We go through this on occassion - where Reagan gets sick and just won't sleep and in the darkness of that night we ask ourselves so many questions we wouldn't admit to - why did we want children...if we had known it would be like this...what are we doing wrong...why is this happening to us again...etc.
I managed to pull myself together in time to get to work today. Hubby and Reagan are at home and hopefully they are doing okay. I sat down at my desk and checked a couple blogs I read faithfully. Like this one.
I like a pretty eclectic mix of music. One of my favorites being Selah. My Dad and I are effectively hooked on this group. They write and perform some of the most moving pieces I have ever heard. But my appreciation is growing to understanding now as I read the blog of one of their lead singers. Todd and his wife are expecting a baby girl. In fact, she will be born on April 14. But unless our awesome God performs a complete miracle, this little one will not live very long. Her little body is just not able to live outside her mother. Too many problems. And they are making plans no parent should ever have to make, even as she kicks and squirms inside her mother. They, and probably everyone that knows them, is covering tiny little Audrey Caroline in prayer. Asking for a miracle.
And I know, I know that they would give ANYTHING in the world to go through the rough night I just had with their daughter.
I know what it is to hunger for a child - whether one who is expected or one who is not yet known. I understand the pain of empty arms. I have ached to hold a little one who went straight to Jesus. But how easily I forget. How quickly that heartache is blocked out.
I forget sometimes what a precious gift that little girl is to me. I forget sometimes what a tremendous blessing it is to have a child who is not fighting a terminal illness. I forget sometimes how lucky I am to simply fight through ear infections here and there.
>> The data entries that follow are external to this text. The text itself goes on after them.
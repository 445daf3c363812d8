//! Market Lens CLI
//!
//! Terminal front end for the job market analyzer API.

use std::path::PathBuf;

use clap::{Parser, Subcommand, ValueEnum};
use market_lens::{
    config::{DEFAULT_CONFIG_PATH, load_config},
    error::Result,
    models::{AlertRequest, ExportFormat, FilterCriteria},
    pipeline,
    services::MarketData,
    utils::log as console,
};

/// Market Lens - Job Market Dashboard
#[derive(Parser, Debug)]
#[command(
    name = "market-lens",
    version,
    about = "Cached job market data from the terminal"
)]
struct Cli {
    /// Path to the configuration file
    #[arg(short, long, default_value = DEFAULT_CONFIG_PATH)]
    config: PathBuf,

    /// Enable verbose logging
    #[arg(short, long)]
    verbose: bool,

    #[command(subcommand)]
    command: Command,
}

#[derive(Subcommand, Debug)]
enum Command {
    /// Summary stats, recent activity and top technologies
    Dashboard,

    /// Search the offer list locally
    Offers {
        #[command(flatten)]
        filters: FilterArgs,

        /// Page number, starting at 1
        #[arg(long, default_value_t = 1)]
        page: usize,

        /// Results per page (default from config)
        #[arg(long)]
        page_size: Option<usize>,
    },

    /// Company, location, technology, experience and salary analytics
    Analytics,

    /// Trigger a backend scan, then refresh the dashboard
    Scan {
        /// Listing pages to scan (1-10)
        #[arg(long, default_value_t = 1)]
        pages: u32,
    },

    /// Create a job alert
    Alert {
        #[arg(long)]
        email: String,

        /// Keyword to watch (repeatable)
        #[arg(long = "keyword", required = true)]
        keywords: Vec<String>,

        #[arg(long)]
        location: Option<String>,

        #[arg(long)]
        company: Option<String>,

        /// daily, weekly or immediate
        #[arg(long, default_value = "daily")]
        frequency: String,
    },

    /// Offers matching an existing alert
    AlertJobs {
        /// Alert identifier
        id: String,
    },

    /// Recent notifications
    Notifications,

    /// Market summary report
    Report {
        /// Reporting period, e.g. 7d or 30d
        #[arg(long, default_value = "30d")]
        period: String,
    },

    /// Export offers
    Export {
        #[arg(long, value_enum, default_value_t = FormatArg::Json)]
        format: FormatArg,

        #[command(flatten)]
        filters: FilterArgs,

        /// Write the exported data to this file
        #[arg(short, long)]
        output: Option<PathBuf>,
    },

    /// Check API connectivity
    Health,

    /// Validate configuration
    Validate,
}

#[derive(clap::Args, Debug, Default)]
struct FilterArgs {
    /// Free-text term (title, company, description)
    #[arg(long)]
    q: Option<String>,

    #[arg(long)]
    company: Option<String>,

    #[arg(long)]
    location: Option<String>,

    #[arg(long)]
    technology: Option<String>,

    #[arg(long)]
    min_salary: Option<f64>,

    #[arg(long)]
    max_salary: Option<f64>,

    /// full-time, part-time, contract, remote or internship
    #[arg(long)]
    job_type: Option<String>,

    /// junior, mid, senior or lead
    #[arg(long)]
    experience: Option<String>,

    /// scraped_at, title, company or location
    #[arg(long)]
    sort_by: Option<String>,

    /// asc or desc
    #[arg(long)]
    sort_order: Option<String>,
}

impl From<FilterArgs> for FilterCriteria {
    fn from(args: FilterArgs) -> Self {
        Self {
            q: args.q,
            company: args.company,
            location: args.location,
            technology: args.technology,
            min_salary: args.min_salary,
            max_salary: args.max_salary,
            job_type: args.job_type,
            experience_level: args.experience,
            sort_by: args.sort_by,
            sort_order: args.sort_order,
        }
    }
}

#[derive(ValueEnum, Clone, Copy, Debug)]
enum FormatArg {
    Json,
    Csv,
}

impl From<FormatArg> for ExportFormat {
    fn from(format: FormatArg) -> Self {
        match format {
            FormatArg::Json => ExportFormat::Json,
            FormatArg::Csv => ExportFormat::Csv,
        }
    }
}

/// Initialize logging based on verbosity flag.
fn init_logging(verbose: bool, level: &str) {
    let level = if verbose { "debug" } else { level };
    env_logger::Builder::from_env(env_logger::Env::default().default_filter_or(level))
        .format_timestamp_secs()
        .init();
    console::init(level);
}

/// Main entry point for the CLI application.
#[tokio::main]
async fn main() -> Result<()> {
    let cli = Cli::parse();

    if let Command::Validate = cli.command {
        init_logging(cli.verbose, "info");
        pipeline::run_validate(&cli.config)?;
        return Ok(());
    }

    let config = load_config(&cli.config)?;
    init_logging(cli.verbose, &config.logging.level);
    log::info!("Using API at {}", config.api.base_url);

    let market = MarketData::from_config(&config)?;

    let result = match cli.command {
        Command::Dashboard => pipeline::run_dashboard(&market).await,

        Command::Offers {
            filters,
            page,
            page_size,
        } => {
            let page_size = page_size.unwrap_or(config.search.page_size);
            pipeline::run_offers(&market, &filters.into(), page, page_size)
                .await
                .map(|_| ())
        }

        Command::Analytics => pipeline::run_analytics(&market).await,

        Command::Scan { pages } => pipeline::run_scan(&market, pages).await.map(|_| ()),

        Command::Alert {
            email,
            keywords,
            location,
            company,
            frequency,
        } => {
            let request = AlertRequest {
                email,
                keywords,
                location,
                company,
                frequency,
            };
            pipeline::run_alert(&market, request).await.map(|_| ())
        }

        Command::AlertJobs { id } => pipeline::run_alert_jobs(&market, &id).await,

        Command::Notifications => pipeline::run_notifications(&market).await,

        Command::Report { period } => pipeline::run_report(&market, &period).await,

        Command::Export {
            format,
            filters,
            output,
        } => pipeline::run_export(&market, format.into(), filters.into(), output.as_deref())
            .await
            .map(|_| ()),

        Command::Health => pipeline::run_health(&market).await,

        Command::Validate => Ok(()),
    };

    market.shutdown();
    result
}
Perhaps that's why its easy to feel like a failure as a parent. You complain and struggle through simple, almost silly, tasks all day - like getting her to eat her green beans or changing his diaper without him crawling away from you. And maybe you don't say the words out loud, but inside you think, "WHY!? Why can't you just work with me here?!" And then you hear of someone who can't have that baby, or whose baby is sick, or whose baby won't live long enough to even have her first bath and you just want to sit down on the floor and cry and ask God to forgive you for never appreciating His gifts enough.